Lo que no decimos se nos acumula en el cuerpo, se convierte en insomnio, en nudos en la garganta, en nostalgia, en error, en deuda, en insatisfacción, en tristeza. Lo que no decimos no se muere… Nos mata.
Autor anónimo
Asaltos, injurias, prejuicios, inmoralidades, asesinatos, venganza, sufrimiento; este era el contenido de las representaciones teatrales griegas; la tragedia griega (originada en el siglo VI a.C, en Atenas), con una función social, consistía en la puesta en escena de un máximo de tres actores en su papel de héroes o villanos, de dioses, poetas, dramaturgos y comediantes donde, el público presenciaba alguna situación o problemática a resolver durante la obra. Los actores, experimentaban en carne propia las motivaciones y conflictos del héroe, la ruptura con la moralidad del villano, las lágrimas del doliente y el júbilo del comediante. Por su parte, en el anfiteatro, mimetizados con el dolor, el miedo, la ira, las pasiones y deseos de los actores, el público derramaba lágrimas, escuchaba un grito desde lo más profundo de su alma; sentían el rechinar de sus dientes y sus puños asidos a la blanca lana del quitón, o al rojo lino del himatión que cubría sus hombros y rodeaba sutilmente del codo hasta la muñeca.

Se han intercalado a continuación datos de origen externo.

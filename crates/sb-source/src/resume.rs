//! Durable resume checkpoints.
//!
//! Two strategies exist: a single `(T, I)` timestamp per resume name, or one
//! opaque token per change stream. Exactly one is active for a deployment;
//! the loaded [`ResumePoint`] variant makes the choice explicit to the
//! source adapter.

use std::collections::HashMap;
use std::time::{SystemTime, UNIX_EPOCH};

use bson::{doc, Bson, Document, Timestamp};
use futures::future;
use futures::stream::TryStreamExt;
use mongodb::Client;
use tracing::info;

use sb_common::{Result, ResumeStrategy, SyncError};

const RESUME_COLLECTION: &str = "resume";
const TOKENS_COLLECTION: &str = "tokens";

/// Where the source adapter begins emission.
#[derive(Debug, Clone, PartialEq)]
pub enum ResumePoint {
    /// Replay the change history from this `(T, I)` position.
    Timestamp(Timestamp),
    /// Resume each change stream from its stored token; streams without a
    /// binding begin at the present.
    Tokens(HashMap<String, Bson>),
    /// Begin at the present with no stored state.
    Now,
}

/// The settings that select a resume point.
#[derive(Debug, Clone, Copy, Default)]
pub struct ResumeSettings {
    pub replay: bool,
    pub resume: bool,
    pub resume_from_timestamp: i64,
    pub strategy: ResumeStrategy,
}

/// Timestamp to restart from, given a stored checkpoint. The increment is
/// bumped so the op that produced the checkpoint is not replayed.
pub fn next_after(stored: Timestamp) -> Timestamp {
    Timestamp {
        time: stored.time,
        increment: stored.increment + 1,
    }
}

/// Wall-clock seconds as an oplog-style timestamp.
pub fn now_timestamp() -> Timestamp {
    let secs = SystemTime::now()
        .duration_since(UNIX_EPOCH)
        .map(|d| d.as_secs())
        .unwrap_or(0);
    Timestamp {
        time: secs as u32,
        increment: 0,
    }
}

/// Reads and writes checkpoints in the pipeline's metadata database.
#[derive(Clone)]
pub struct ResumeStore {
    client: Client,
    database: String,
    resume_name: String,
}

impl ResumeStore {
    pub fn new(client: Client, database: impl Into<String>, resume_name: impl Into<String>) -> Self {
        Self {
            client,
            database: database.into(),
            resume_name: resume_name.into(),
        }
    }

    /// Resolves the starting position for this run.
    pub async fn load(&self, settings: ResumeSettings) -> Result<ResumePoint> {
        match settings.strategy {
            ResumeStrategy::Timestamp => {
                if settings.replay {
                    return Ok(ResumePoint::Timestamp(Timestamp {
                        time: 0,
                        increment: 0,
                    }));
                }
                if settings.resume_from_timestamp != 0 {
                    return Ok(ResumePoint::Timestamp(Timestamp {
                        time: settings.resume_from_timestamp as u32,
                        increment: 1,
                    }));
                }
                if settings.resume {
                    let ts = match self.load_timestamp().await? {
                        Some(stored) => next_after(stored),
                        None => next_after(self.last_committed().await?),
                    };
                    info!(t = ts.time, i = ts.increment, "Resuming from timestamp");
                    return Ok(ResumePoint::Timestamp(ts));
                }
                Ok(ResumePoint::Now)
            }
            ResumeStrategy::Token => {
                if settings.resume {
                    let tokens = self.load_tokens().await?;
                    for stream_id in tokens.keys() {
                        info!(
                            stream_id = %stream_id,
                            resume_name = %self.resume_name,
                            "Resuming stream from stored token"
                        );
                    }
                    return Ok(ResumePoint::Tokens(tokens));
                }
                Ok(ResumePoint::Now)
            }
        }
    }

    pub async fn load_timestamp(&self) -> Result<Option<Timestamp>> {
        let col = self
            .client
            .database(&self.database)
            .collection::<Document>(RESUME_COLLECTION);
        let found = col
            .find_one(doc! { "_id": &self.resume_name })
            .await
            .map_err(SyncError::resume_err)?;
        Ok(found.and_then(|doc| doc.get_timestamp("ts").ok()))
    }

    /// Upserts the `(T, I)` checkpoint for this resume name.
    pub async fn save_timestamp(&self, ts: Timestamp) -> Result<()> {
        let col = self
            .client
            .database(&self.database)
            .collection::<Document>(RESUME_COLLECTION);
        col.update_one(
            doc! { "_id": &self.resume_name },
            doc! { "$set": { "ts": ts } },
        )
        .upsert(true)
        .await
        .map_err(SyncError::resume_err)?;
        Ok(())
    }

    pub async fn load_tokens(&self) -> Result<HashMap<String, Bson>> {
        let col = self
            .client
            .database(&self.database)
            .collection::<Document>(TOKENS_COLLECTION);
        let mut cursor = col
            .find(doc! { "resumeName": &self.resume_name })
            .await
            .map_err(SyncError::resume_err)?;

        let mut tokens = HashMap::new();
        while let Some(doc) = cursor.try_next().await.map_err(SyncError::resume_err)? {
            let stream_id = match doc.get_str("streamID") {
                Ok(s) => s.to_string(),
                Err(_) => continue,
            };
            if let Some(token) = doc.get("token") {
                tokens.insert(stream_id, token.clone());
            }
        }
        Ok(tokens)
    }

    /// Upserts one record per `(resumeName, streamID)` binding. The upserts
    /// run concurrently; order between streams carries no meaning.
    pub async fn save_tokens(&self, tokens: &HashMap<String, Bson>) -> Result<()> {
        if tokens.is_empty() {
            return Ok(());
        }
        let col = self
            .client
            .database(&self.database)
            .collection::<Document>(TOKENS_COLLECTION);

        let writes = tokens.iter().map(|(stream_id, token)| {
            let col = col.clone();
            let filter = doc! {
                "resumeName": &self.resume_name,
                "streamID": stream_id,
            };
            let update = doc! { "$set": {
                "resumeName": &self.resume_name,
                "streamID": stream_id,
                "token": token.clone(),
            }};
            async move { col.update_one(filter, update).upsert(true).await }
        });

        for result in future::join_all(writes).await {
            result.map_err(SyncError::resume_err)?;
        }
        Ok(())
    }

    /// The source's current last-committed timestamp, used when resuming
    /// with no stored checkpoint.
    pub async fn last_committed(&self) -> Result<Timestamp> {
        let reply = self
            .client
            .database("admin")
            .run_command(doc! { "hello": 1 })
            .await
            .map_err(SyncError::resume_err)?;

        let from_last_write = reply
            .get_document("lastWrite")
            .ok()
            .and_then(|lw| lw.get_document("opTime").ok())
            .and_then(|op| op.get_timestamp("ts").ok());
        Ok(from_last_write
            .or_else(|| reply.get_timestamp("operationTime").ok())
            .unwrap_or_else(now_timestamp))
    }
}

Así, la tragedia griega mostraba frente al teathron (zona de gradas en la ladera de una montaña) la realidad y naturaleza divina y humana, su crueldad y su bondad, sus conflictos y deseos más profundos. El proscenio (escenario) era un espejo revelador de emociones, anhelos, esperanzas, goce, desolación, regocijo… ¿Cómo no experimentar la desesperación y culpa de Edipo quién se sacó los ojos al enterarse de que cometió parricidio e incesto? Vaya calamidad representada en este drama de Sófocles. ¿Quién no se afligiría por el dolor de Jasón al saber que Medea (obra escrita por Eurípides) envenenó a su esposa Glauce y mató a los hijos propios para vengarse por su traición?, Jasón, casado primero con Medea, decidió dejarla y exiliarla para tener una mejor posición social al casarse con Glauce, hija del Rey Creonte. ¿Alguien podría no experimentar la frustración de Lisístrata y sus congéneres por vivir la frecuente ausencia de su marido y demás hombres dedicados a hacer guerra? Comedia para unos, hartazgo para otras es lo que Aristófanes representa en esta obra donde la astucia de un grupo de mujeres lideradas por Lisístrata lleva a la solución de un conflicto bélico. En suma, este reflejarse, este compartir lágrimas, risas, emociones y reflexiones guiados por la dramatización se denominó catarsis, fenómeno de liberación, purga, expulsión y expiación.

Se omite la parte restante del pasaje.